Abstract. Osteoblasts regulate ossification and dysregulation can result in changes of mineralisation. It is important to understand osteoblast biology to help treat diseases as osteoporosis, which is the most common chronic metabolic bone disease, characterized by increased bone fragility. Due to aging population and longer life span, it is increasingly becoming a global epidemic. Increased mechanical stimuli (physical exercise) enhances bone mass and bone strength. Mechanical loading also promotes osteoblast differentiation, inhibits osteoclast formation, migration and adhesion in vivo. The aim of our research is to investigate the effects of mechanical stimulation on osteoblast differentiation in comparison to static conditions, since it is known that mechanical stress stimulates bone formation.

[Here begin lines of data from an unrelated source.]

// file: src/embedding/http.rs
// description: client for OpenAI-compatible embedding endpoints
// reference: https://platform.openai.com/docs/api-reference/embeddings

use crate::config::EmbeddingConfig;
use crate::embedding::Embedder;
use crate::error::{PipelineError, Result};
use async_trait::async_trait;
use reqwest::Client;
use serde::{Deserialize, Serialize};
use std::time::Duration;
use tracing::debug;

#[derive(Debug, Serialize)]
struct EmbeddingRequest<'a> {
    input: &'a [String],
    model: &'a str,
}

#[derive(Debug, Deserialize)]
struct EmbeddingResponse {
    data: Vec<EmbeddingData>,
}

#[derive(Debug, Deserialize)]
struct EmbeddingData {
    #[serde(default)]
    index: Option<usize>,
    embedding: Vec<f32>,
}

pub struct HttpEmbeddingClient {
    client: Client,
    endpoint: String,
    api_key: Option<String>,
    model: String,
    dimensions: usize,
}

impl HttpEmbeddingClient {
    pub fn new(
        endpoint: String,
        api_key: Option<String>,
        model: String,
        dimensions: usize,
        timeout: Duration,
    ) -> Result<Self> {
        let client = Client::builder()
            .timeout(timeout)
            .build()
            .map_err(|e| PipelineError::Embedding(format!("Failed to build HTTP client: {}", e)))?;

        Ok(Self {
            client,
            endpoint,
            api_key,
            model,
            dimensions,
        })
    }

    pub fn from_config(config: &EmbeddingConfig) -> Result<Self> {
        let endpoint = config
            .endpoint
            .clone()
            .filter(|endpoint| !endpoint.trim().is_empty())
            .ok_or_else(|| {
                PipelineError::Config("embedding.endpoint is required for http".to_string())
            })?;

        Self::new(
            endpoint,
            config.api_key.clone(),
            config.model.clone(),
            config.dimensions,
            Duration::from_secs(config.request_timeout_secs.max(1)),
        )
    }

    async fn request(&self, texts: &[String]) -> Result<Vec<Vec<f32>>> {
        let request = EmbeddingRequest {
            input: texts,
            model: &self.model,
        };

        debug!(
            "Requesting {} embedding(s) from {}",
            texts.len(),
            self.endpoint
        );

        let mut builder = self
            .client
            .post(&self.endpoint)
            .header("Content-Type", "application/json")
            .json(&request);
        if let Some(api_key) = &self.api_key {
            builder = builder.bearer_auth(api_key);
        }

        let response = builder.send().await.map_err(|e| {
            PipelineError::Embedding(format!("Failed to send embedding request: {}", e))
        })?;

        if !response.status().is_success() {
            let status = response.status();
            let error_text = response
                .text()
                .await
                .unwrap_or_else(|_| "Unknown error".to_string());
            return Err(PipelineError::Embedding(format!(
                "Embedding request failed with status {}: {}",
                status, error_text
            )));
        }

        let body: EmbeddingResponse = response.json().await.map_err(|e| {
            PipelineError::Embedding(format!("Failed to parse embedding response: {}", e))
        })?;

        order_embeddings(body.data, texts.len())
    }
}

/// Restores request order using each item's `index`, when the server sends it.
fn order_embeddings(mut data: Vec<EmbeddingData>, expected: usize) -> Result<Vec<Vec<f32>>> {
    if data.len() != expected {
        return Err(PipelineError::Embedding(format!(
            "Expected {} embeddings, received {}",
            expected,
            data.len()
        )));
    }

    if data.iter().all(|item| item.index.is_some()) {
        data.sort_by_key(|item| item.index);
    }

    Ok(data.into_iter().map(|item| item.embedding).collect())
}

#[async_trait]
impl Embedder for HttpEmbeddingClient {
    async fn embed_one(&self, text: &str) -> Result<Vec<f32>> {
        let mut vectors = self.request(&[text.to_string()]).await?;
        vectors
            .pop()
            .ok_or_else(|| PipelineError::Embedding("No embedding data returned".to_string()))
    }

    async fn embed_many(&self, texts: &[String]) -> Result<Vec<Vec<f32>>> {
        if texts.is_empty() {
            return Ok(Vec::new());
        }
        self.request(texts).await
    }

    fn dimensions(&self) -> usize {
        self.dimensions
    }

    fn name(&self) -> &str {
        "http"
    }
}

#[cfg(test)]
mod tests {
    use super::*;

    fn item(index: Option<usize>, value: f32) -> EmbeddingData {
        EmbeddingData {
            index,
            embedding: vec![value],
        }
    }

    #[test]
    fn test_order_embeddings_by_index() {
        let data = vec![item(Some(1), 1.0), item(Some(0), 0.0), item(Some(2), 2.0)];
        let ordered = order_embeddings(data, 3).unwrap();
        assert_eq!(ordered, vec![vec![0.0], vec![1.0], vec![2.0]]);
    }

    #[test]
    fn test_order_embeddings_without_index_keeps_order() {
        let data = vec![item(None, 5.0), item(None, 4.0)];
        let ordered = order_embeddings(data, 2).unwrap();
        assert_eq!(ordered, vec![vec![5.0], vec![4.0]]);
    }

    #[test]
    fn test_count_mismatch_is_error() {
        let err = order_embeddings(vec![item(Some(0), 0.0)], 2).unwrap_err();
        assert!(matches!(err, PipelineError::Embedding(_)));
    }

    #[test]
    fn test_response_parsing() {
        let raw = r#"{"object":"list","data":[{"object":"embedding","index":0,"embedding":[0.1,0.2]}],"model":"m"}"#;
        let parsed: EmbeddingResponse = serde_json::from_str(raw).unwrap();
        assert_eq!(parsed.data[0].embedding, vec![0.1, 0.2]);
    }

    #[test]
    fn test_from_config_requires_endpoint() {
        assert!(HttpEmbeddingClient::from_config(&EmbeddingConfig::default()).is_err());

        let config = EmbeddingConfig {
            endpoint: Some("http://127.0.0.1:9/v1/embeddings".to_string()),
            ..EmbeddingConfig::default()
        };
        let client = HttpEmbeddingClient::from_config(&config).unwrap();
        assert_eq!(client.dimensions(), 384);
        assert_eq!(client.name(), "http");
    }
}
// file: src/analysis/ranker.rs
// description: persona-driven relevance scoring, stable ranking and section dedup
// reference: embedding similarity ranking

use crate::embedding::{Embedder, embed_in_batches};
use crate::error::{PipelineError, Result};
use crate::models::{Chunk, ExtractedSection, PersonaInput, ScoredChunk};
use std::collections::HashSet;
use std::sync::Arc;
use tracing::{debug, info};

pub struct RelevanceRanker {
    embedder: Arc<dyn Embedder>,
    batch_size: usize,
}

impl RelevanceRanker {
    pub fn new(embedder: Arc<dyn Embedder>, batch_size: usize) -> Self {
        Self {
            embedder,
            batch_size: batch_size.max(1),
        }
    }

    pub fn build_query(persona: &PersonaInput) -> String {
        format!(
            "As a {}, I need to {}",
            persona.persona, persona.job_to_be_done
        )
    }

    pub async fn embed_query(&self, persona: &PersonaInput) -> Result<Vec<f32>> {
        let query = Self::build_query(persona);
        debug!("Query text: {}", query);
        self.embedder.embed_one(&query).await
    }

    /// Scores every chunk against the query, keeping input order.
    pub async fn score_chunks(&self, query: &[f32], chunks: Vec<Chunk>) -> Result<Vec<ScoredChunk>> {
        if chunks.is_empty() {
            return Ok(Vec::new());
        }

        let texts: Vec<String> = chunks.iter().map(|chunk| chunk.text.clone()).collect();
        let vectors = embed_in_batches(self.embedder.as_ref(), &texts, self.batch_size).await?;

        if let Some(vector) = vectors.iter().find(|vector| vector.len() != query.len()) {
            return Err(PipelineError::Embedding(format!(
                "chunk embedding has {} dimensions, query has {}",
                vector.len(),
                query.len()
            )));
        }

        let scores = self.embedder.cosine_similarity(query, &vectors);
        Ok(chunks
            .into_iter()
            .zip(scores)
            .map(|(chunk, score)| ScoredChunk::new(chunk, score))
            .collect())
    }

    /// Score then sort; see [`sort_by_relevance`].
    pub async fn rank(&self, query: &[f32], chunks: Vec<Chunk>) -> Result<Vec<ScoredChunk>> {
        let mut scored = self.score_chunks(query, chunks).await?;
        sort_by_relevance(&mut scored);
        info!("Ranked {} chunks", scored.len());
        Ok(scored)
    }
}

/// Descending by score. The sort is stable: equal scores keep corpus order.
pub fn sort_by_relevance(scored: &mut [ScoredChunk]) {
    scored.sort_by(|a, b| b.score.total_cmp(&a.score));
}

/// First occurrence of each `(document, section_title)` in ranked order,
/// densely ranked from 1, capped at `top_n`.
pub fn extract_sections(ranked: &[ScoredChunk], top_n: usize) -> Vec<ExtractedSection> {
    let mut seen: HashSet<(&str, &str)> = HashSet::new();
    let mut sections = Vec::new();

    for scored in ranked {
        if sections.len() >= top_n {
            break;
        }
        let chunk = &scored.chunk;
        if seen.insert(chunk.section_key()) {
            sections.push(ExtractedSection {
                document: chunk.doc_name.clone(),
                page_number: chunk.page_number,
                section_title: chunk.section_title.clone(),
                importance_rank: sections.len() + 1,
            });
        }
    }

    sections
}

#[cfg(test)]
mod tests {
    use super::*;
    use crate::embedding::testing::TableEmbedder;
    use pretty_assertions::assert_eq;

    fn chunk(text: &str, doc: &str, title: &str, page: u32) -> Chunk {
        Chunk::new(text, doc, page, title)
    }

    fn scored(text: &str, doc: &str, title: &str, score: f32) -> ScoredChunk {
        ScoredChunk::new(chunk(text, doc, title, 1), score)
    }

    #[test]
    fn test_build_query() {
        let persona = PersonaInput::new("Analyst", "summarize findings");
        assert_eq!(
            RelevanceRanker::build_query(&persona),
            "As a Analyst, I need to summarize findings"
        );
    }

    #[test]
    fn test_sort_is_stable_for_ties() {
        let mut ranked = vec![
            scored("a", "d1", "A", 0.5),
            scored("b", "d1", "B", 0.9),
            scored("c", "d2", "C", 0.5),
            scored("d", "d2", "D", 0.5),
        ];
        sort_by_relevance(&mut ranked);

        let order: Vec<&str> = ranked.iter().map(|s| s.chunk.text.as_str()).collect();
        assert_eq!(order, vec!["b", "a", "c", "d"]);
    }

    #[test]
    fn test_sort_orders_nan_scores_deterministically() {
        let mut ranked = vec![
            scored("low", "d", "A", 0.5),
            scored("nan", "d", "B", f32::NAN),
            scored("high", "d", "C", 1.0),
            scored("tie", "d", "D", 0.5),
        ];
        sort_by_relevance(&mut ranked);

        let order: Vec<&str> = ranked.iter().map(|s| s.chunk.text.as_str()).collect();
        assert_eq!(order, vec!["nan", "high", "low", "tie"]);
    }

    #[test]
    fn test_extract_sections_dedups_and_ranks_densely() {
        let ranked = vec![
            scored("1", "d1", "Overview", 0.9),
            scored("2", "d1", "Overview", 0.8),
            scored("3", "d2", "Overview", 0.7),
            scored("4", "d1", "Details", 0.6),
        ];

        let sections = extract_sections(&ranked, 10);
        let summary: Vec<(&str, &str, usize)> = sections
            .iter()
            .map(|s| (s.document.as_str(), s.section_title.as_str(), s.importance_rank))
            .collect();
        assert_eq!(
            summary,
            vec![
                ("d1", "Overview", 1),
                ("d2", "Overview", 2),
                ("d1", "Details", 3),
            ]
        );
    }

    #[test]
    fn test_extract_sections_respects_cap() {
        let ranked: Vec<ScoredChunk> = (0..20)
            .map(|i| scored("x", "d", &format!("S{i}"), 1.0 - i as f32 / 100.0))
            .collect();

        let sections = extract_sections(&ranked, 10);
        assert_eq!(sections.len(), 10);
        let ranks: Vec<usize> = sections.iter().map(|s| s.importance_rank).collect();
        assert_eq!(ranks, (1..=10).collect::<Vec<_>>());

        assert!(extract_sections(&ranked, 0).is_empty());
    }

    #[test]
    fn test_extract_sections_uses_first_chunk_page() {
        let ranked = vec![
            ScoredChunk::new(chunk("late", "d", "Body", 4), 0.9),
            ScoredChunk::new(chunk("early", "d", "Body", 2), 0.1),
        ];
        assert_eq!(extract_sections(&ranked, 5)[0].page_number, 4);
    }

    #[tokio::test]
    async fn test_rank_scores_and_orders() {
        let embedder = TableEmbedder::new(vec![0.0, 1.0])
            .with("relevant", vec![1.0, 0.0])
            .with("partial", vec![1.0, 1.0]);
        let ranker = RelevanceRanker::new(Arc::new(embedder), 2);

        let chunks = vec![
            chunk("noise", "d", "A", 1),
            chunk("partial", "d", "B", 1),
            chunk("relevant", "d", "C", 2),
        ];

        let ranked = ranker.rank(&[1.0, 0.0], chunks).await.unwrap();
        let order: Vec<&str> = ranked.iter().map(|s| s.chunk.text.as_str()).collect();
        assert_eq!(order, vec!["relevant", "partial", "noise"]);
        assert!((ranked[0].score - 1.0).abs() < 1e-6);
        assert!(ranked[2].score.abs() < 1e-6);
    }

    #[tokio::test]
    async fn test_batch_size_does_not_change_scores() {
        let chunks: Vec<Chunk> = (0..7)
            .map(|i| chunk(&format!("text number {i}"), "d", "S", 1))
            .collect();
        let query = [0.3, -0.2, 0.9, 0.1];

        let embedder = Arc::new(crate::embedding::HashingEmbedder::new(4));
        let one = RelevanceRanker::new(embedder.clone(), 1)
            .score_chunks(&query, chunks.clone())
            .await
            .unwrap();
        let many = RelevanceRanker::new(embedder, 32)
            .score_chunks(&query, chunks)
            .await
            .unwrap();

        for (a, b) in one.iter().zip(&many) {
            assert!((a.score - b.score).abs() < 1e-4);
        }
    }

    #[tokio::test]
    async fn test_empty_corpus() {
        let ranker = RelevanceRanker::new(Arc::new(TableEmbedder::new(vec![1.0])), 4);
        let ranked = ranker.rank(&[1.0], Vec::new()).await.unwrap();
        assert!(ranked.is_empty());
        assert!(extract_sections(&ranked, 10).is_empty());
    }

    #[tokio::test]
    async fn test_dimension_mismatch_is_error() {
        let ranker = RelevanceRanker::new(Arc::new(TableEmbedder::new(vec![1.0, 0.0])), 4);
        let err = ranker
            .score_chunks(&[1.0, 0.0, 0.0], vec![chunk("x", "d", "S", 1)])
            .await
            .unwrap_err();
        assert!(matches!(err, PipelineError::Embedding(_)));
    }
}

Results of the alkaline phosphatase (ALP*) show that after 2 weeks more cells differentiated into osteoblasts in comparison to 1 week. In addition, differentiation of the cells was accelerated under exposure to mechanical stimulation. *ALP: molecular marker of osteoblast differentiation.
Cells were grown on culture flasks, seeded on 12-well culture plates and cultured until 100% confluency. The cells were differentiated by adding osteogenic differentiation factors. Parallelly, we divided plates into two groups: only treated with differentiation medium, and one treated also with mechanical stimulation. Cells were fixed at 1 and 2 weeks after starting differentiation and mechanical stimulation (movie). After fixation, the analysis of the samples was performed.